**TASK ITEM**
The records that follow are to be repeated without alteration.

**DATA SUPPLIED**
────────────────────────────────────────

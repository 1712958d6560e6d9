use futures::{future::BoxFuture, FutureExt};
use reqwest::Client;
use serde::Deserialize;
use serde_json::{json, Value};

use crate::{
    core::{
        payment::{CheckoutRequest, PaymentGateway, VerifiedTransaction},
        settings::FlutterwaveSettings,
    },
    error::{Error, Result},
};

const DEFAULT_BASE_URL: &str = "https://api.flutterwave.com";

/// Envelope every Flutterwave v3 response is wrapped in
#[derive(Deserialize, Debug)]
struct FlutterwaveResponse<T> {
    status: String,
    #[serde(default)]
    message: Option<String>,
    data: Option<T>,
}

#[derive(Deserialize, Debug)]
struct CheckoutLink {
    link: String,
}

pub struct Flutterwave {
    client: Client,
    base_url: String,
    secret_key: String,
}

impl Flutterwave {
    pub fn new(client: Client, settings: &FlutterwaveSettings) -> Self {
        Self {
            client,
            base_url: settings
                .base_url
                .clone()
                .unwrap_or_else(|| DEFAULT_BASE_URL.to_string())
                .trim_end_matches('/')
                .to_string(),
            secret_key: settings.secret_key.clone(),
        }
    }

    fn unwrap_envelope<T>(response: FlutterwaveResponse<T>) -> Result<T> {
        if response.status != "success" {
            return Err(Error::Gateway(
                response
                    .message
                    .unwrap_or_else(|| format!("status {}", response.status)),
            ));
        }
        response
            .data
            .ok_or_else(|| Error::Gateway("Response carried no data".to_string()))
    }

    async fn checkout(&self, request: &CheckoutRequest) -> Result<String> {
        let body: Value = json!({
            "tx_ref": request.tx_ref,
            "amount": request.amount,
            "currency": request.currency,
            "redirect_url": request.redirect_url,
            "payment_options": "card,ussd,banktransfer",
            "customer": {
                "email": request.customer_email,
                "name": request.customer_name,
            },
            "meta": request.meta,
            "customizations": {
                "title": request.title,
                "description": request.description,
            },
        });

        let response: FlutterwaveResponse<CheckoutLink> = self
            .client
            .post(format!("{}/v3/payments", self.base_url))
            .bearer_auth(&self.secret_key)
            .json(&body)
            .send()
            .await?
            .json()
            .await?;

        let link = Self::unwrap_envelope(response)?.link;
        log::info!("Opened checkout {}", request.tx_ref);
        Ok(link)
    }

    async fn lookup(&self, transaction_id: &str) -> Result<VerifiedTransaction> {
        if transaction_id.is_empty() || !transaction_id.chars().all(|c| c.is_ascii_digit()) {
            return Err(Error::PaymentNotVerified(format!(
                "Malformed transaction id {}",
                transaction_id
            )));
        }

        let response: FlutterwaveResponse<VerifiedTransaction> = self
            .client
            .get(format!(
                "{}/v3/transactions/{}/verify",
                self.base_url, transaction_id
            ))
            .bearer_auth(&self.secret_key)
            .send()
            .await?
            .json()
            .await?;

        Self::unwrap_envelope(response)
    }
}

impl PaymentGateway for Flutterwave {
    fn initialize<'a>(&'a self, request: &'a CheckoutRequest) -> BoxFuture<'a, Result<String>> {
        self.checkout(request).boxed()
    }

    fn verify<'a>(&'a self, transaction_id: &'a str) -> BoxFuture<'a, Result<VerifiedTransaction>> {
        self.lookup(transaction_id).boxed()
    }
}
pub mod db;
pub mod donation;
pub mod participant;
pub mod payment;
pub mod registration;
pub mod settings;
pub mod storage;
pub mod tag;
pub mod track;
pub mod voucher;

────────────────────────────────────────

**FINISHED TASK**
repository 1712958d6560e6d9
use futures::{future::BoxFuture, FutureExt};
use reqwest::Client;
use serde::Deserialize;
use serde_json::{json, Value};

use crate::{
    core::{
        payment::{CheckoutRequest, PaymentGateway, VerifiedTransaction},
        settings::FlutterwaveSettings,
    },
    error::{Error, Result},
};

const DEFAULT_BASE_URL: &str = "https://api.flutterwave.com";

/// Envelope every Flutterwave v3 response is wrapped in
#[derive(Deserialize, Debug)]
struct FlutterwaveResponse<T> {
    status: String,
    #[serde(default)]
    message: Option<String>,
    data: Option<T>,
}

#[derive(Deserialize, Debug)]
struct CheckoutLink {
    link: String,
}

pub struct Flutterwave {
    client: Client,
    base_url: String,
    secret_key: String,
}

impl Flutterwave {
    pub fn new(client: Client, settings: &FlutterwaveSettings) -> Self {
        Self {
            client,
            base_url: settings
                .base_url
                .clone()
                .unwrap_or_else(|| DEFAULT_BASE_URL.to_string())
                .trim_end_matches('/')
                .to_string(),
            secret_key: settings.secret_key.clone(),
        }
    }

    fn unwrap_envelope<T>(response: FlutterwaveResponse<T>) -> Result<T> {
        if response.status != "success" {
            return Err(Error::Gateway(
                response
                    .message
                    .unwrap_or_else(|| format!("status {}", response.status)),
            ));
        }
        response
            .data
            .ok_or_else(|| Error::Gateway("Response carried no data".to_string()))
    }

    async fn checkout(&self, request: &CheckoutRequest) -> Result<String> {
        let body: Value = json!({
            "tx_ref": request.tx_ref,
            "amount": request.amount,
            "currency": request.currency,
            "redirect_url": request.redirect_url,
            "payment_options": "card,ussd,banktransfer",
            "customer": {
                "email": request.customer_email,
                "name": request.customer_name,
            },
            "meta": request.meta,
            "customizations": {
                "title": request.title,
                "description": request.description,
            },
        });

        let response: FlutterwaveResponse<CheckoutLink> = self
            .client
            .post(format!("{}/v3/payments", self.base_url))
            .bearer_auth(&self.secret_key)
            .json(&body)
            .send()
            .await?
            .json()
            .await?;

        let link = Self::unwrap_envelope(response)?.link;
        log::info!("Opened checkout {}", request.tx_ref);
        Ok(link)
    }

    async fn lookup(&self, transaction_id: &str) -> Result<VerifiedTransaction> {
        if transaction_id.is_empty() || !transaction_id.chars().all(|c| c.is_ascii_digit()) {
            return Err(Error::PaymentNotVerified(format!(
                "Malformed transaction id {}",
                transaction_id
            )));
        }

        let response: FlutterwaveResponse<VerifiedTransaction> = self
            .client
            .get(format!(
                "{}/v3/transactions/{}/verify",
                self.base_url, transaction_id
            ))
            .bearer_auth(&self.secret_key)
            .send()
            .await?
            .json()
            .await?;

        Self::unwrap_envelope(response)
    }
}

impl PaymentGateway for Flutterwave {
    fn initialize<'a>(&'a self, request: &'a CheckoutRequest) -> BoxFuture<'a, Result<String>> {
        self.checkout(request).boxed()
    }

    fn verify<'a>(&'a self, transaction_id: &'a str) -> BoxFuture<'a, Result<VerifiedTransaction>> {
        self.lookup(transaction_id).boxed()
    }
}
pub mod db;
pub mod donation;
pub mod participant;
pub mod payment;
pub mod registration;
pub mod settings;
pub mod storage;
pub mod tag;
pub mod track;
pub mod voucher;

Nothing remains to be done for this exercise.